Our study also indicated that certain patient and disease-related characteristics predicted for the presence of RI at diagnosis in NDMM patients. Age >70 years was the only patient characteristic associated with RI at diagnosis. However, higher disease burden as suggested by an international staging system 3, high-risk cytogenetics by FISH, light-chain-secreting-only disease, higher bone marrow plasma cell percentage and higher LDH were all determinants of plasma cell biology that were associated with RI at diagnosis. In contrast, only NDMM patients who did not have light-chain-secreting-only disease were most likely to recover their renal function. In this study, older age, high-risk FISH, elevated LDH, high plasma cell labeling index and lack of novel agent use during induction were independent predictors of worse OS. This suggests that RI at diagnosis may not be an adverse prognostic marker in NDMM patients. In a study by Eleftherakis-Papapiakovou et al.,19 RI was also not found to be independently associated with inferior survival likely as a result of novel agent use during induction therapy.

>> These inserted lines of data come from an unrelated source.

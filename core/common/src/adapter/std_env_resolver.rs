//! 標準環境変数解決実装（std::env を委譲）

use crate::domain::HomeDir;
use crate::error::Error;
use crate::ports::outbound::EnvResolver;
use std::env;
use std::path::PathBuf;

/// 標準環境変数解決実装
#[derive(Debug, Clone, Default)]
pub struct StdEnvResolver;

impl EnvResolver for StdEnvResolver {
    fn resolve_home_dir(&self) -> Result<HomeDir, Error> {
        if let Some(home) = self.var("HORIZON_HOME") {
            return Ok(HomeDir::new(PathBuf::from(home)));
        }

        let config_base = self
            .var("XDG_CONFIG_HOME")
            .map(PathBuf::from)
            .or_else(|| self.var("HOME").map(|h| PathBuf::from(h).join(".config")))
            .ok_or_else(|| Error::env("HOME is not set"))?;

        let mut path = config_base;
        path.push("horizon");
        Ok(HomeDir::new(path))
    }

    fn resolve_profiles_config_path(&self) -> Result<PathBuf, Error> {
        if let Some(home) = self.var("HORIZON_HOME") {
            return Ok(PathBuf::from(home).join("config").join("profiles.json"));
        }
        Ok(self.resolve_home_dir()?.join("profiles.json"))
    }

    fn var(&self, name: &str) -> Option<String> {
        env::var(name).ok().filter(|s| !s.is_empty())
    }
}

There are several limitations to this study. First, the etiology of RI in each patient was not included in the analyses. Given the advanced age of the average NDMM patient, it is possible that their RI can also be associated with a decline in renal function as a result of other medical comorbidities such as diabetes, hypertension, vascular disease, drug-induced issues and so on. unrelated to the MM. Furthermore, a renal biopsy is not necessarily required or performed in every NDMM patient with RI11 and we do not have that information on all of our patients making it difficult to know the true etiology of RI in our patient population. Second, we are unable to determine with certainty whether certain novel agents used during induction such as bortezomib is superior to immunomodulators like thalidomide or lenalidomide in this subpopulation with RI due to the potential bias in patient selection for certain therapies and the high likelihood of most patients receiving bortezomib in the salvage setting. Third, the retrospective nature of this study prevents us from truly understanding the etiology of early mortality in these patients, that is, disease-related morbidity vs therapy-related toxicity leading to early mortality. Also in patients with acute renal impairment, the traditional equations to calculate glomerular filtration rate such as the MDRD formula do not provide accurate assessments of their true CrCl.39 Nevertheless, the MDRD equation has been adopted by the IMWG in monitoring renal function and response in patients with newly diagnosed MM. 11

Data from randomized control trials comparing different induction therapy regimens in NDMM patients with RI are sparse. Nevertheless, our data confirm the improvement in renal response that novel agents have had on NDMM patients with RI. They have also decreased early mortality in these patients as well as improved OS. However, reversal of RI alone does not appear to elevate the expected OS of such NDMM patients with RI at diagnosis to that of patients without RI at diagnosis. The findings from this study imply the need for instituting early treatment strategies in order to prevent patients from developing RI. For example, redefining the existing CRAB criteria required to diagnose MM by including criteria such as free light chain ratio >100 (ref. 40) or a bone marrow plasma cell percentage of 60 or higher41 may identify NDMM patients requiring therapy prior to them developing RI. In addition, for those NDMM patients already with RI, further work is required to determine the optimal management so as to continue to reduce associated morbidity and mortality.